→ **WHAT NEEDS TO BE DONE**
Extract every record, keeping each one exactly as it is.
[EXERCISE INPUTS]
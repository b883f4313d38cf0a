//! Per-setting memoization cells.
//!
//! Every cell resolves from its environment source at most once, on first
//! access, and hands out the cached outcome afterwards. Cells are backed by
//! [`OnceLock`], so concurrent first reads still consult the source once.

use crate::{env::Environment, error::ConfigError};
use std::sync::OnceLock;
use tracing::{debug, warn};

fn lookup<E: Environment + ?Sized>(env: &E, name: &'static str) -> Option<String> {
    let value = env.var(name);
    if value.is_some() {
        debug!(variable = name, source = "environment", "resolved setting");
    }
    value
}

//────────────────── Required
/// A setting with no default. Absence is an error, and the error is cached
/// like any other outcome.
#[derive(Debug)]
pub struct Required<T> {
    name: &'static str,
    value: OnceLock<Result<T, ConfigError>>,
}

impl<T> Required<T> {
    pub const fn new(name: &'static str) -> Self {
        Self { name, value: OnceLock::new() }
    }

    pub fn is_resolved(&self) -> bool {
        self.value.get().is_some()
    }

    pub fn get<E, F>(&self, env: &E, parse: F) -> Result<&T, ConfigError>
    where
        E: Environment + ?Sized,
        F: FnOnce(String) -> T,
    {
        self.value
            .get_or_init(|| match lookup(env, self.name) {
                Some(raw) => Ok(parse(raw)),
                None => {
                    warn!(variable = self.name, "required setting is not set");
                    Err(ConfigError::MissingVariable { name: self.name })
                }
            })
            .as_ref()
            .map_err(Clone::clone)
    }
}

//────────────────── Defaulted
/// A setting that falls back to a fixed default and therefore never fails.
#[derive(Debug)]
pub struct Defaulted<T> {
    name: &'static str,
    default: &'static str,
    value: OnceLock<T>,
}

impl<T> Defaulted<T> {
    pub const fn new(name: &'static str, default: &'static str) -> Self {
        Self { name, default, value: OnceLock::new() }
    }

    pub fn is_resolved(&self) -> bool {
        self.value.get().is_some()
    }

    pub fn get<E, F>(&self, env: &E, parse: F) -> &T
    where
        E: Environment + ?Sized,
        F: FnOnce(String) -> T,
    {
        self.value.get_or_init(|| {
            let raw = lookup(env, self.name).unwrap_or_else(|| {
                debug!(variable = self.name, source = "default", "resolved setting");
                self.default.to_string()
            });
            parse(raw)
        })
    }
}

//────────────────── Optional
/// A setting with no default whose absence is simply recorded as `None`.
#[derive(Debug)]
pub struct Optional<T> {
    name: &'static str,
    value: OnceLock<Option<T>>,
}

impl<T> Optional<T> {
    pub const fn new(name: &'static str) -> Self {
        Self { name, value: OnceLock::new() }
    }

    pub fn is_resolved(&self) -> bool {
        self.value.get().is_some()
    }

    pub fn get<E, F>(&self, env: &E, parse: F) -> Option<&T>
    where
        E: Environment + ?Sized,
        F: FnOnce(String) -> T,
    {
        self.value
            .get_or_init(|| {
                let value = lookup(env, self.name);
                if value.is_none() {
                    debug!(variable = self.name, "optional setting is not set");
                }
                value.map(parse)
            })
            .as_ref()
    }
}
use std::collections::HashMap;

//────────────────── Variable names
pub mod vars {
    pub const GITHUB_USER: &str = "GITHUB_USER";
    pub const GITHUB_EMAIL: &str = "GITHUB_EMAIL";
    pub const GITHUB_PASSWORD: &str = "GITHUB_PASSWORD";
    pub const ROSLYN_VERSION_URL: &str = "ROSLYN_VERSION_URL";
    pub const CORESETUP_VERSION_URL: &str = "CORESETUP_VERSION_URL";
    pub const GITHUB_ORIGIN_OWNER: &str = "GITHUB_ORIGIN_OWNER";
    pub const GITHUB_UPSTREAM_OWNER: &str = "GITHUB_UPSTREAM_OWNER";
    pub const GITHUB_PROJECT: &str = "GITHUB_PROJECT";
    pub const GITHUB_UPSTREAM_BRANCH: &str = "GITHUB_UPSTREAM_BRANCH";
    pub const GITHUB_PULL_REQUEST_NOTIFICATIONS: &str = "GITHUB_PULL_REQUEST_NOTIFICATIONS";
}

//────────────────── Defaults
pub mod defaults {
    pub const ROSLYN_VERSION_URL: &str =
        "https://raw.githubusercontent.com/dotnet/versions/master/build-info/dotnet/roslyn/netcore1.0";
    pub const CORESETUP_VERSION_URL: &str =
        "https://raw.githubusercontent.com/dotnet/versions/master/build-info/dotnet/core-setup/master";
    pub const GITHUB_UPSTREAM_OWNER: &str = "dotnet";
    pub const GITHUB_PROJECT: &str = "cli";
    pub const GITHUB_UPSTREAM_BRANCH: &str = "master";
    pub const GITHUB_PULL_REQUEST_NOTIFICATIONS: &str = "";
}

//────────────────── Sources
/// Where settings are read from.
///
/// Lookups are by exact, case-sensitive name. `None` means the variable is
/// absent; an empty string is a present value.
pub trait Environment: Send + Sync {
    fn var(&self, name: &str) -> Option<String>;
}

/// The environment of the running process.
#[derive(Debug, Clone, Copy, Default)]
pub struct ProcessEnv;

impl Environment for ProcessEnv {
    fn var(&self, name: &str) -> Option<String> {
        // Non-Unicode values are still present values.
        std::env::var_os(name).map(|v| v.to_string_lossy().into_owned())
    }
}

impl Environment for HashMap<String, String> {
    fn var(&self, name: &str) -> Option<String> {
        self.get(name).cloned()
    }
}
[/EXERCISE INPUTS]
→ **FINISHED EXERCISE**
repository b883f4313d38cf0a
//! Per-setting memoization cells.
//!
//! Every cell resolves from its environment source at most once, on first
//! access, and hands out the cached outcome afterwards. Cells are backed by
//! [`OnceLock`], so concurrent first reads still consult the source once.

use crate::{env::Environment, error::ConfigError};
use std::sync::OnceLock;
use tracing::{debug, warn};

fn lookup<E: Environment + ?Sized>(env: &E, name: &'static str) -> Option<String> {
    let value = env.var(name);
    if value.is_some() {
        debug!(variable = name, source = "environment", "resolved setting");
    }
    value
}

//────────────────── Required
/// A setting with no default. Absence is an error, and the error is cached
/// like any other outcome.
#[derive(Debug)]
pub struct Required<T> {
    name: &'static str,
    value: OnceLock<Result<T, ConfigError>>,
}

impl<T> Required<T> {
    pub const fn new(name: &'static str) -> Self {
        Self { name, value: OnceLock::new() }
    }

    pub fn is_resolved(&self) -> bool {
        self.value.get().is_some()
    }

    pub fn get<E, F>(&self, env: &E, parse: F) -> Result<&T, ConfigError>
    where
        E: Environment + ?Sized,
        F: FnOnce(String) -> T,
    {
        self.value
            .get_or_init(|| match lookup(env, self.name) {
                Some(raw) => Ok(parse(raw)),
                None => {
                    warn!(variable = self.name, "required setting is not set");
                    Err(ConfigError::MissingVariable { name: self.name })
                }
            })
            .as_ref()
            .map_err(Clone::clone)
    }
}

//────────────────── Defaulted
/// A setting that falls back to a fixed default and therefore never fails.
#[derive(Debug)]
pub struct Defaulted<T> {
    name: &'static str,
    default: &'static str,
    value: OnceLock<T>,
}

impl<T> Defaulted<T> {
    pub const fn new(name: &'static str, default: &'static str) -> Self {
        Self { name, default, value: OnceLock::new() }
    }

    pub fn is_resolved(&self) -> bool {
        self.value.get().is_some()
    }

    pub fn get<E, F>(&self, env: &E, parse: F) -> &T
    where
        E: Environment + ?Sized,
        F: FnOnce(String) -> T,
    {
        self.value.get_or_init(|| {
            let raw = lookup(env, self.name).unwrap_or_else(|| {
                debug!(variable = self.name, source = "default", "resolved setting");
                self.default.to_string()
            });
            parse(raw)
        })
    }
}

//────────────────── Optional
/// A setting with no default whose absence is simply recorded as `None`.
#[derive(Debug)]
pub struct Optional<T> {
    name: &'static str,
    value: OnceLock<Option<T>>,
}

impl<T> Optional<T> {
    pub const fn new(name: &'static str) -> Self {
        Self { name, value: OnceLock::new() }
    }

    pub fn is_resolved(&self) -> bool {
        self.value.get().is_some()
    }

    pub fn get<E, F>(&self, env: &E, parse: F) -> Option<&T>
    where
        E: Environment + ?Sized,
        F: FnOnce(String) -> T,
    {
        self.value
            .get_or_init(|| {
                let value = lookup(env, self.name);
                if value.is_none() {
                    debug!(variable = self.name, "optional setting is not set");
                }
                value.map(parse)
            })
            .as_ref()
    }
}
use std::collections::HashMap;

//────────────────── Variable names
pub mod vars {
    pub const GITHUB_USER: &str = "GITHUB_USER";
    pub const GITHUB_EMAIL: &str = "GITHUB_EMAIL";
    pub const GITHUB_PASSWORD: &str = "GITHUB_PASSWORD";
    pub const ROSLYN_VERSION_URL: &str = "ROSLYN_VERSION_URL";
    pub const CORESETUP_VERSION_URL: &str = "CORESETUP_VERSION_URL";
    pub const GITHUB_ORIGIN_OWNER: &str = "GITHUB_ORIGIN_OWNER";
    pub const GITHUB_UPSTREAM_OWNER: &str = "GITHUB_UPSTREAM_OWNER";
    pub const GITHUB_PROJECT: &str = "GITHUB_PROJECT";
    pub const GITHUB_UPSTREAM_BRANCH: &str = "GITHUB_UPSTREAM_BRANCH";
    pub const GITHUB_PULL_REQUEST_NOTIFICATIONS: &str = "GITHUB_PULL_REQUEST_NOTIFICATIONS";
}

//────────────────── Defaults
pub mod defaults {
    pub const ROSLYN_VERSION_URL: &str =
        "https://raw.githubusercontent.com/dotnet/versions/master/build-info/dotnet/roslyn/netcore1.0";
    pub const CORESETUP_VERSION_URL: &str =
        "https://raw.githubusercontent.com/dotnet/versions/master/build-info/dotnet/core-setup/master";
    pub const GITHUB_UPSTREAM_OWNER: &str = "dotnet";
    pub const GITHUB_PROJECT: &str = "cli";
    pub const GITHUB_UPSTREAM_BRANCH: &str = "master";
    pub const GITHUB_PULL_REQUEST_NOTIFICATIONS: &str = "";
}

//────────────────── Sources
/// Where settings are read from.
///
/// Lookups are by exact, case-sensitive name. `None` means the variable is
/// absent; an empty string is a present value.
pub trait Environment: Send + Sync {
    fn var(&self, name: &str) -> Option<String>;
}

/// The environment of the running process.
#[derive(Debug, Clone, Copy, Default)]
pub struct ProcessEnv;

impl Environment for ProcessEnv {
    fn var(&self, name: &str) -> Option<String> {
        // Non-Unicode values are still present values.
        std::env::var_os(name).map(|v| v.to_string_lossy().into_owned())
    }
}

impl Environment for HashMap<String, String> {
    fn var(&self, name: &str) -> Option<String> {
        self.get(name).cloned()
    }
}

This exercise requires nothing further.